Achieving Equal Pay by Consulting for Employers, Employees, and Policy Makers
Why? It is when you, the candidate, have the most power.
That is one of the reasons companies do everything in their power to get you to disclose salary information from the moment you send in a resume or fill out an application. Most job applications will ask you for your job history including the salary for each position. You may be asked to include salary requirements in your cover letter or application. During the interview you very well may be asked what you are looking for?
The best method to handle this is to politely and professionally respond to these questions so you can hold off until the timing is right and still be considered for the job. Let’s start with your salary requirements. This one is fairly easy. You want to get across that you are open to a salary range. Yet, the company might push back to get a number.
Here is a sample of how the conversation may go:
Hiring Manager: Tell me, what are you looking for in salary?
Candidate: I’m open.
Hiring Manager: Open is a bit broad. I want to make sure I’m not wasting your time or mine. What if I can’t offer you what you need? Can you tell me what you are making at your current job?

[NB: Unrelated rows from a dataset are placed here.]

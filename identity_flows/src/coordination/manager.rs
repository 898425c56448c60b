use std::sync::Arc;
use std::sync::atomic::{AtomicBool, AtomicU64, Ordering};

use tokio::sync::Mutex;

use crate::coordination::errors::FlowError;
use crate::coordination::navigation::{NavigationTarget, Navigator};
use crate::gateway::ApiGateway;
use crate::session::{Session, decode_credential};
use crate::storage::{clear_credential, load_credential, save_credential};

/// Orchestrates the identity flows and owns the in-memory session.
///
/// One manager exists per process, constructed with [`AuthManager::init`],
/// which restores the session from the stored credential. Consumers receive
/// the manager by reference; there is no ambient global.
///
/// Every operation either completes its side effects and returns normally, or
/// leaves session and credential storage untouched and re-raises the
/// underlying error for the caller to render. The credential store is only
/// written after the network call has fully succeeded.
///
/// Operations are not serialized against each other. Interleaved
/// session-mutating operations are resolved by a monotonic sequence guard: a
/// response that arrives after a newer operation has started applies no write.
pub struct AuthManager {
    gateway: ApiGateway,
    navigator: Arc<dyn Navigator>,
    session: Mutex<Option<Session>>,
    busy: AtomicBool,
    op_seq: AtomicU64,
}

/// Advisory in-flight marker, reset when the guard drops so failure paths
/// cannot leave the flag stuck.
struct BusyGuard<'a>(&'a AtomicBool);

impl<'a> BusyGuard<'a> {
    fn hold(flag: &'a AtomicBool) -> Self {
        flag.store(true, Ordering::SeqCst);
        Self(flag)
    }
}

impl Drop for BusyGuard<'_> {
    fn drop(&mut self) {
        self.0.store(false, Ordering::SeqCst);
    }
}

impl AuthManager {
    /// Construct the manager and run the startup sequence: load the stored
    /// credential and decode it into an optimistic session snapshot.
    ///
    /// A malformed or expired credential is cleared from the store silently;
    /// decode failures never reach the user.
    pub async fn init(gateway: ApiGateway, navigator: Arc<dyn Navigator>) -> Self {
        let manager = Self {
            gateway,
            navigator,
            session: Mutex::new(None),
            busy: AtomicBool::new(false),
            op_seq: AtomicU64::new(0),
        };
        manager.restore_session().await;
        manager
    }

    async fn restore_session(&self) {
        let Some(credential) = load_credential().await else {
            return;
        };

        match decode_credential(&credential) {
            Ok(claims) => {
                *self.session.lock().await = Some(Session::from(claims));
            }
            Err(e) => {
                tracing::debug!("Discarding stored credential: {}", e);
                if let Err(e) = clear_credential().await {
                    tracing::warn!("Failed to clear unusable credential: {}", e);
                }
            }
        }
    }

    /// Snapshot of the optimistically authenticated user, if any.
    pub async fn current_user(&self) -> Option<Session> {
        self.session.lock().await.clone()
    }

    /// Advisory flag: true while an operation is in flight. Meant for UI
    /// disabling, not mutual exclusion.
    pub fn is_busy(&self) -> bool {
        self.busy.load(Ordering::SeqCst)
    }

    /// Authenticate against the backend.
    ///
    /// On success the returned token is persisted, the session is replaced
    /// with the response's user fields, and the navigator is sent to the
    /// dashboard. On failure nothing is mutated and the error is re-raised.
    pub async fn login(&self, email: &str, password: &str) -> Result<(), FlowError> {
        let _busy = BusyGuard::hold(&self.busy);
        let ticket = self.op_seq.fetch_add(1, Ordering::SeqCst) + 1;

        let response = self.gateway.login(email, password).await?;

        // A newer session-mutating operation started while this request was
        // in flight; its result wins and this response is dropped.
        if self.op_seq.load(Ordering::SeqCst) != ticket {
            tracing::debug!("Ignoring superseded login response for {}", email);
            return Ok(());
        }

        save_credential(&response.token).await?;
        *self.session.lock().await = Some(Session::from(response.user));
        self.navigator.navigate(NavigationTarget::Dashboard);
        Ok(())
    }

    /// Create an account. The backend sends a verification email; no session
    /// is created until the user has verified and logged in.
    pub async fn register(&self, email: &str, password: &str, name: &str) -> Result<(), FlowError> {
        let _busy = BusyGuard::hold(&self.busy);

        self.gateway.register(email, password, name).await?;
        self.navigator.navigate(NavigationTarget::VerifyEmail);
        Ok(())
    }

    /// Clear the stored credential and the in-memory session.
    ///
    /// Idempotent and infallible: calling it with no session still clears the
    /// store and navigates home. Storage failures are logged, not raised.
    pub async fn logout(&self) {
        let _busy = BusyGuard::hold(&self.busy);
        self.op_seq.fetch_add(1, Ordering::SeqCst);

        if let Err(e) = clear_credential().await {
            tracing::warn!("Failed to clear stored credential on logout: {}", e);
        }
        *self.session.lock().await = None;
        self.navigator.navigate(NavigationTarget::Home);
    }

    /// Request a password reset link. Returns the backend acknowledgement for
    /// the caller to display; the session is untouched.
    pub async fn forgot_password(&self, email: &str) -> Result<String, FlowError> {
        let _busy = BusyGuard::hold(&self.busy);

        let response = self.gateway.forgot_password(email).await?;
        Ok(response.message)
    }

    /// Complete a password reset with the one-time token from the emailed
    /// link. The user must log in again afterwards; no session is created.
    ///
    /// An empty token is rejected locally, before any network call.
    pub async fn reset_password(&self, token: &str, new_password: &str) -> Result<String, FlowError> {
        let _busy = BusyGuard::hold(&self.busy);

        if token.trim().is_empty() {
            return Err(FlowError::MissingResetToken);
        }

        let response = self.gateway.reset_password(token, new_password).await?;
        Ok(response.message)
    }

    /// Ask the backend to start an email change. The new address receives a
    /// verification link; the session email updates only after verification.
    ///
    /// Requires a stored credential; fails with an unauthenticated error
    /// before any network call otherwise.
    pub async fn request_email_change(&self, new_email: &str) -> Result<String, FlowError> {
        let _busy = BusyGuard::hold(&self.busy);

        let response = self.gateway.request_email_change(new_email).await?;
        Ok(response.message)
    }

    /// Verify a changed email address with the token from the emailed link.
    ///
    /// The session snapshot is not refreshed here: the stored credential
    /// still carries the old address, and only the next login replaces it.
    /// Callers should prompt for re-authentication after showing the message.
    pub async fn verify_new_email(&self, token: &str) -> Result<String, FlowError> {
        let _busy = BusyGuard::hold(&self.busy);

        let response = self.gateway.verify_new_email(token).await?;
        Ok(response.message)
    }
}
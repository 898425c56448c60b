mod config;
mod errors;
mod file;
mod memory;
mod types;

pub use errors::StorageError;

use config::CREDENTIAL_STORE;

pub async fn init() -> Result<(), StorageError> {
    let store = CREDENTIAL_STORE.lock().await;
    store.init().await
}

/// Persist the bearer credential, overwriting any prior value.
pub async fn save_credential(credential: &str) -> Result<(), StorageError> {
    CREDENTIAL_STORE.lock().await.save(credential).await
}

/// Read the stored bearer credential.
///
/// The store is the single source of truth for "is a credential present".
/// Backend failures are logged and reported as absent, never propagated.
pub async fn load_credential() -> Option<String> {
    match CREDENTIAL_STORE.lock().await.load().await {
        Ok(credential) => credential,
        Err(e) => {
            tracing::warn!("Failed to read stored credential: {}", e);
            None
        }
    }
}

/// Remove the stored credential unconditionally.
pub async fn clear_credential() -> Result<(), StorageError> {
    CREDENTIAL_STORE.lock().await.clear().await
}
//! identity_flows - Session and identity-flow management for web application
//! clients
//!
//! This crate holds the signed-in user's identity, issues authenticated
//! requests, and drives the multi-step identity flows of a web application:
//! registration with email verification, login, password reset, email change,
//! and logout. The backend is an external collaborator behind a fixed HTTP
//! contract; credentials are parsed for optimistic UI state only and all
//! trust decisions stay server-side.

mod coordination;
mod gateway;
mod session;
mod storage;
mod throttle;
mod utils;

// Re-export the main coordination components
pub use coordination::{
    AuthManager, EmailChangeFlow, FlowError, ForgotPasswordFlow, LoginFlow, NavigationTarget,
    Navigator, NoopNavigator, PasswordResetFlow, RegistrationFlow,
};

pub use gateway::{ApiGateway, GatewayError, LoginResponse, MessageResponse, UserPayload};

pub use session::{CredentialClaims, Session, SessionError, decode_credential};

pub use storage::{StorageError, clear_credential, load_credential, save_credential};

pub use throttle::{RESEND_COOLDOWN_SECS, ResendThrottle, ThrottleError};

/// Initialize the identity flow layer
pub async fn init() -> Result<(), Box<dyn std::error::Error>> {
    dotenvy::dotenv().ok();
    storage::init().await?;
    Ok(())
}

Candidate: You are right. It would be terrible to waste each other’s time. I’m open but I’m also aware of the going salary range for this position. I’m working under the assumption that you have budgeted this salary to be competitive.
This leaves it to the hiring manager to tell you if the salary is not in the normal range for the position. Otherwise, the two of you are now aware that you have both done your homework and will be an informed buyer and seller.

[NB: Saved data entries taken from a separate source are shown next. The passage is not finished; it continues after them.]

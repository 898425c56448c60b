mod client;
mod config;
mod errors;
mod types;

pub use client::ApiGateway;
pub use errors::GatewayError;
pub use types::{LoginResponse, MessageResponse, UserPayload};
//! Types that mirror the inventory service's JSON schema.

use serde::{Deserialize, Serialize};

/// Collection timestamp format used by the inventory, local time without zone.
pub const TIMESTAMP_FORMAT: &str = "%d/%m/%Y %H:%M:%S";

#[derive(Debug, Clone, PartialEq, Eq, Serialize, Deserialize)]
pub struct MachineAlias {
    pub name: String,
}

/// `GET /dados/maquinas`
#[derive(Debug, Clone, Deserialize)]
pub struct Roster {
    #[serde(rename = "machineAliases")]
    pub machine_aliases: Vec<MachineAlias>,
}

#[derive(Debug, Clone, Default, Serialize, Deserialize)]
pub struct CpuReading {
    #[serde(default)]
    pub temperatura_package_celsius: Option<f64>,
    #[serde(default)]
    pub percentual_uso: Option<f64>,
}

#[derive(Debug, Clone, Default, Serialize, Deserialize)]
pub struct UsageReading {
    #[serde(default)]
    pub percentual_uso: Option<f64>,
}

#[derive(Debug, Clone, Default, Serialize, Deserialize)]
pub struct GpuReading {
    #[serde(default)]
    pub uso_percentual: Option<f64>,
    #[serde(default)]
    pub temperatura_core_celsius: Option<f64>,
}

#[derive(Debug, Clone, Default, Serialize, Deserialize)]
pub struct Readings {
    #[serde(default)]
    pub cpu: CpuReading,
    #[serde(default)]
    pub memoria_ram: UsageReading,
    #[serde(default)]
    pub disco_principal: UsageReading,
    #[serde(default)]
    pub gpu: GpuReading,
}

/// One timestamped sample. `GET /<alias>` returns these newest first.
#[derive(Debug, Clone, Serialize, Deserialize)]
pub struct MetricRecord {
    pub timestamp_coleta: String,
    #[serde(default)]
    pub monitoramento: Readings,
}
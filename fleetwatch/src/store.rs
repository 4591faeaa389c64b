//! Persisted run state: exception list, last-known snapshot and the new-occurrences file.
//! Everything lives under one state directory, with the file names the helpdesk tooling
//! already expects.

use std::{
    fs, io,
    path::{Path, PathBuf},
};

use serde::{de::DeserializeOwned, Serialize};
use tracing::{debug, info};

use crate::diff::OccurrenceSet;
use crate::error::{FleetError, Result};
use crate::exceptions::ExceptionList;
use crate::history::IncidentHistory;

pub const EXCEPTIONS_FILE: &str = "ignorar_maquinas.json";
pub const SNAPSHOT_FILE: &str = "ocorrencias.json";
pub const NEW_OCCURRENCES_FILE: &str = "novas_ocorrencias.json";
pub const REPORTS_DIR: &str = "relatórios";
pub const HISTORY_FILE: &str = "historico-de-chamados.json";

#[derive(Debug, Clone)]
pub struct StateStore {
    dir: PathBuf,
}

impl StateStore {
    pub fn new(dir: impl Into<PathBuf>) -> Self {
        Self { dir: dir.into() }
    }

    pub fn exceptions_path(&self) -> PathBuf {
        self.dir.join(EXCEPTIONS_FILE)
    }

    pub fn snapshot_path(&self) -> PathBuf {
        self.dir.join(SNAPSHOT_FILE)
    }

    pub fn new_occurrences_path(&self) -> PathBuf {
        self.dir.join(NEW_OCCURRENCES_FILE)
    }

    pub fn history_path(&self) -> PathBuf {
        self.dir.join(REPORTS_DIR).join(HISTORY_FILE)
    }

    pub fn history(&self) -> IncidentHistory {
        IncidentHistory::new(self.history_path())
    }

    pub fn load_exceptions(&self) -> Result<ExceptionList> {
        read_json_or_default(&self.exceptions_path())
    }

    pub fn load_last_known(&self) -> Result<OccurrenceSet> {
        read_json_or_default(&self.snapshot_path())
    }

    /// Replace the snapshot wholesale with this run's occurrences.
    pub fn store_last_known(&self, current: &OccurrenceSet) -> Result<()> {
        let path = self.snapshot_path();
        write_json_pretty(&path, current)?;
        info!(path = %path.display(), machines = current.len(), "snapshot written");
        Ok(())
    }

    /// Write the diff for downstream consumers, or remove a stale one when
    /// there is nothing new.
    pub fn store_new_occurrences(&self, diff: &OccurrenceSet) -> Result<()> {
        let path = self.new_occurrences_path();
        if diff.is_empty() {
            return match fs::remove_file(&path) {
                Ok(()) => {
                    debug!(path = %path.display(), "removed stale new-occurrences file");
                    Ok(())
                }
                Err(e) if e.kind() == io::ErrorKind::NotFound => Ok(()),
                Err(e) => Err(FleetError::persistence(path, e)),
            };
        }
        write_json_pretty(&path, diff)?;
        info!(path = %path.display(), machines = diff.len(), "new occurrences saved");
        Ok(())
    }
}

/// Missing file means "nothing persisted yet"; anything unreadable is an error.
pub(crate) fn read_json_or_default<T: DeserializeOwned + Default>(path: &Path) -> Result<T> {
    match fs::read_to_string(path) {
        Ok(s) if s.trim().is_empty() => Ok(T::default()),
        Ok(s) => serde_json::from_str(&s).map_err(|e| FleetError::persistence(path, e)),
        Err(e) if e.kind() == io::ErrorKind::NotFound => Ok(T::default()),
        Err(e) => Err(FleetError::persistence(path, e)),
    }
}

pub(crate) fn write_json_pretty<T: Serialize>(path: &Path, value: &T) -> Result<()> {
    if let Some(parent) = path.parent() {
        fs::create_dir_all(parent).map_err(|e| FleetError::persistence(parent, e))?;
    }
    let data = serde_json::to_vec_pretty(value).map_err(|e| FleetError::persistence(path, e))?;
    fs::write(path, data).map_err(|e| FleetError::persistence(path, e))
}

Key to this type of discussion being non-confrontational is keeping a very conversational tone. This type of conversation can be very unnerving the first few time you have it. Practice the conversation in the mirror or with friend. Change the words so they sound like you. Eliminating any uneasiness by practice will increase the casual tone of the exchange and move the conversation onto your qualifications much quicker.
The application and the cover letter don’t allow for the back and forth that an in-person meeting allows but you may need to address salary on both. In the cover letter you can state you are “open” to salary discussions. In the applications you need to address it a little differently since there are blank lines or boxes waiting to be filled. Don’t let them intimidate you. Leaving things empty can fill like they are incomplete but this is a good thing for the job application. On the first salary fields you encounter enter “willing to discuss”, “happy to discuss”, or “ready to discuss” during the interview process. Once again, try to use the words that fit you.
Remember, the longer you can postpone talking about salary the better positioned you will be to get a higher paycheck.